A zappare, a mani ignude, sotto il sole di mezzogiorno.

Sto cambiando l’anagrafica anche alla mia patente di guida: con calma ho aspettato che si avvicinasse alla scadenza per fare il tutto senza mettere bizarri adesivi di rinnovo.

Da una parte sono contenta: non avrò più la mia foto con la giacca in pelle dove sembravo più anziana, invece subentra quella col maglioncino viola che avevo fatto per il colloquio all’ikea. Fatta circa 6 anni dopo ma dove sembro molto più giovane. Boh, meccanismi a caso.
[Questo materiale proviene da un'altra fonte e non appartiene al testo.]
use std::time::Instant;

use anyhow::{Context, Result};
use crossterm::event::KeyCode;
use ratatui::layout::{Constraint, Direction, Layout, Rect};
use ratatui::style::{Color, Modifier, Style};
use ratatui::text::{Line, Span};
use ratatui::widgets::{Block, Borders, Paragraph, Wrap};
use ratatui::Frame;
use tracing::{debug, info};

use crate::age::AgeSource;
use crate::db::RecordStore;
use crate::models::Record;

use super::forms::{CreateForm, EditDrafts, INPUT_PREFIX};
use super::helpers::{
    button_span, cursor_column, hint_line, overflow_split, section_block, window_start,
};
use super::sections::{RowSelection, Section};

/// Heading drawn above the four sections.
const APP_TITLE: &str = "Sql Lite Database Project";
/// Placeholder shown by the read section when the snapshot is empty.
const EMPTY_MESSAGE: &str = "No data to render";
/// Transient confirmation shown after a successful add.
const ADDED_MESSAGE: &str = "Data added successfully";
/// Footer space reserved for status messages and instructions.
const FOOTER_HEIGHT: u16 = 3;
/// Borders plus the input, button and confirmation lines.
const CREATE_HEIGHT: u16 = 5;
/// Marker drawn in front of the selected row.
const SELECTED_MARKER: &str = "▶ ";
const UNSELECTED_MARKER: &str = "  ";

/// Holds the footer message text plus its severity.
struct StatusMessage {
    text: String,
    kind: StatusKind,
}

/// Severity levels shown in the footer.
enum StatusKind {
    Info,
    Error,
}

impl StatusKind {
    fn style(&self) -> Style {
        match self {
            StatusKind::Info => Style::default().fg(Color::Green),
            StatusKind::Error => Style::default().fg(Color::Red),
        }
    }
}

/// Central application state shared across the TUI.
///
/// The app keeps one snapshot of the table. Every add, edit and delete goes
/// straight to the store and is followed by a full re-read that replaces the
/// snapshot; nothing is patched in place.
pub struct App {
    store: RecordStore,
    ages: Box<dyn AgeSource>,
    records: Vec<Record>,
    focus: Section,
    create: CreateForm,
    show_records: bool,
    drafts: EditDrafts,
    update_cursor: RowSelection,
    delete_cursor: RowSelection,
    status: Option<StatusMessage>,
}
//! Error types surfaced by the record store.

use thiserror::Error;

/// Failures raised while touching the on-disk database.
#[derive(Debug, Error)]
pub enum StoreError {
    /// The underlying SQLite access failed (disk, corruption, connection).
    #[error("storage fault: {0}")]
    StorageFault(#[from] rusqlite::Error),

    /// The data directory could not be prepared.
    #[error("I/O error: {0}")]
    Io(#[from] std::io::Error),
}

/// Result alias used throughout the `db` module.
pub type StoreResult<T> = std::result::Result<T, StoreError>;
use std::fs;
use std::path::{Path, PathBuf};

use rusqlite::Connection;
use tracing::{debug, info, warn};

use crate::error::StoreResult;

/// File name of the SQLite database inside the data directory.
pub const DATABASE_NAME: &str = "SQL_LITE_DATABASE";
/// Schema version recorded in `PRAGMA user_version`.
pub const DATABASE_VERSION: u32 = 1;
/// The single table holding every record.
pub const TABLE_NAME: &str = "SHIVANG_SQL_LITE_DATABASE_TABLE";

/// Handle to the on-disk record table.
///
/// The store only remembers where the database lives. Every operation opens a
/// fresh connection, runs one statement and closes it again before returning,
/// so nothing is shared between calls.
#[derive(Debug, Clone)]
pub struct RecordStore {
    path: PathBuf,
}

impl RecordStore {
    /// Point the store at `DATABASE_NAME` inside `dir`, creating the directory
    /// when it is missing.
    pub fn open(dir: impl AsRef<Path>) -> StoreResult<Self> {
        let dir = dir.as_ref();
        fs::create_dir_all(dir)?;
        Ok(Self::at_path(dir.join(DATABASE_NAME)))
    }

    /// Use an explicit database file. The parent directory must exist.
    pub fn at_path(path: impl Into<PathBuf>) -> Self {
        Self { path: path.into() }
    }

    pub fn path(&self) -> &Path {
        &self.path
    }

    /// Create the table if absent and reconcile the stored schema version.
    ///
    /// A database stamped with any version other than `version` goes through
    /// [`RecordStore::upgrade`], which discards every row. A fresh file
    /// reports version 0 and is simply created.
    pub fn ensure_schema(&self, version: u32) -> StoreResult<()> {
        self.with_connection(|conn| {
            let stored = stored_version(conn)?;
            if stored != 0 && stored != version {
                warn!(from = stored, to = version, "schema version changed, recreating table");
                recreate_table(conn)?;
            } else {
                create_table(conn)?;
            }
            conn.pragma_update(None, "user_version", version)?;
            info!(path = %self.path.display(), version, "schema ready");
            Ok(())
        })
    }

    /// Destructive migration: drop the table and recreate it empty, then stamp
    /// the new version. Callers must treat this as "all data lost".
    pub fn upgrade(&self, old_version: u32, new_version: u32) -> StoreResult<()> {
        self.with_connection(|conn| {
            warn!(from = old_version, to = new_version, "dropping record table");
            recreate_table(conn)?;
            conn.pragma_update(None, "user_version", new_version)?;
            Ok(())
        })
    }

    /// Schema version currently stamped on the database file.
    pub fn schema_version(&self) -> StoreResult<u32> {
        self.with_connection(stored_version)
    }

    /// Open a connection, hand it to `op`, and close it on every exit path.
    pub(super) fn with_connection<T>(
        &self,
        op: impl FnOnce(&Connection) -> StoreResult<T>,
    ) -> StoreResult<T> {
        debug!(path = %self.path.display(), "opening connection");
        let conn = Connection::open(&self.path)?;
        let result = op(&conn);

        // A close failure only matters when the statement itself succeeded;
        // otherwise the statement's error is the one worth reporting.
        if let Err((_, err)) = conn.close() {
            if result.is_ok() {
                return Err(err.into());
            }
        }
        result
    }
}

fn stored_version(conn: &Connection) -> StoreResult<u32> {
    Ok(conn.query_row("PRAGMA user_version", [], |row| row.get(0))?)
}

fn create_table(conn: &Connection) -> StoreResult<()> {
    conn.execute(
        &format!(
            "CREATE TABLE IF NOT EXISTS {TABLE_NAME} (
                id INTEGER PRIMARY KEY AUTOINCREMENT,
                name TEXT,
                age TEXT
            )"
        ),
        [],
    )?;
    Ok(())
}

fn recreate_table(conn: &Connection) -> StoreResult<()> {
    conn.execute(&format!("DROP TABLE IF EXISTS {TABLE_NAME}"), [])?;
    create_table(conn)
}

#[cfg(test)]
mod tests {
    use super::*;
    use tempfile::TempDir;

    fn table_names(store: &RecordStore) -> Vec<String> {
        let conn = Connection::open(store.path()).unwrap();
        let mut stmt = conn
            .prepare("SELECT name FROM sqlite_master WHERE type = 'table' ORDER BY name")
            .unwrap();
        stmt.query_map([], |row| row.get(0))
            .unwrap()
            .collect::<Result<Vec<String>, _>>()
            .unwrap()
    }

    #[test]
    fn open_creates_missing_directory() {
        let dir = TempDir::new().unwrap();
        let nested = dir.path().join("a").join("b");
        let store = RecordStore::open(&nested).unwrap();
        assert!(nested.is_dir());
        assert_eq!(store.path(), nested.join(DATABASE_NAME));
    }

    #[test]
    fn ensure_schema_creates_table_and_stamps_version() {
        let dir = TempDir::new().unwrap();
        let store = RecordStore::open(dir.path()).unwrap();
        store.ensure_schema(DATABASE_VERSION).unwrap();

        assert!(table_names(&store).contains(&TABLE_NAME.to_string()));
        assert_eq!(store.schema_version().unwrap(), DATABASE_VERSION);
    }

    #[test]
    fn ensure_schema_is_idempotent() {
        let dir = TempDir::new().unwrap();
        let store = RecordStore::open(dir.path()).unwrap();
        store.ensure_schema(DATABASE_VERSION).unwrap();
        store.create("Alice", "30").unwrap();

        store.ensure_schema(DATABASE_VERSION).unwrap();
        store.ensure_schema(DATABASE_VERSION).unwrap();

        assert_eq!(store.read_all().unwrap().len(), 1);
    }

    #[test]
    fn version_bump_discards_rows() {
        let dir = TempDir::new().unwrap();
        let store = RecordStore::open(dir.path()).unwrap();
        store.ensure_schema(1).unwrap();
        store.create("Alice", "30").unwrap();
        store.create("Bob", "41").unwrap();

        store.ensure_schema(2).unwrap();

        assert!(store.read_all().unwrap().is_empty());
        assert_eq!(store.schema_version().unwrap(), 2);
    }

    #[test]
    fn operations_fail_with_storage_fault_when_file_is_unreachable() {
        let dir = TempDir::new().unwrap();
        let store = RecordStore::at_path(dir.path().join("missing").join(DATABASE_NAME));

        let err = store.ensure_schema(DATABASE_VERSION).unwrap_err();
        assert!(matches!(err, crate::error::StoreError::StorageFault(_)));
    }
}
//! Persistence module split across logical submodules.

mod connection;
mod records;

pub use connection::{RecordStore, DATABASE_NAME, DATABASE_VERSION, TABLE_NAME};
Tutto questo per dire che non so se in determinati uffici ti prendono solo se sei insipiente e scazzata: alla motorizzazione civile pare di sì. O perlomeno questa di Parma. A parte che ultimamente un po’ tutti qui nel parmense si sono dotati di questa scopa per il culo che ogni volta che arrivo a reggioemilia mi sembra di parlare con dei Signori rilassati, arguti e sorridenti. Non so. Comunque ecco: le impiegate capiscono poco e per di più ti trattano come un cretino.

Impiegata: “Mi da il documento di identità?”

Fran: “trova la scansione a colori in doppia copia nel fascicolo”

Impiegata: “sì, ma mi dia l’originale, che devo vedere il numero veh”

Fran: “…”

Tolto questo: io ora per un mese ho un problema. Non ho la patente. Ho il permesso per guida con foglio rosa corretto con la biro sull’originale (naturalmente io ho la copia carbonata semilleggibile) dove c’è scritto, con la biro, ma più chiaramente sull’originale, che quello è documento sostitutivo per cambio di anagrafica. Ed è scritto piccolo, in basso, a destra. In pratica non riuscirò a farlo capire a nessuno specie se mi dovessero fermare di notte, in pratica non posso andare all’estero perché ‘sto fogliodipaperino è solo in italiano.

Non dite i mezzi, i treni, il salcazzo. Il pianto, porcozzio.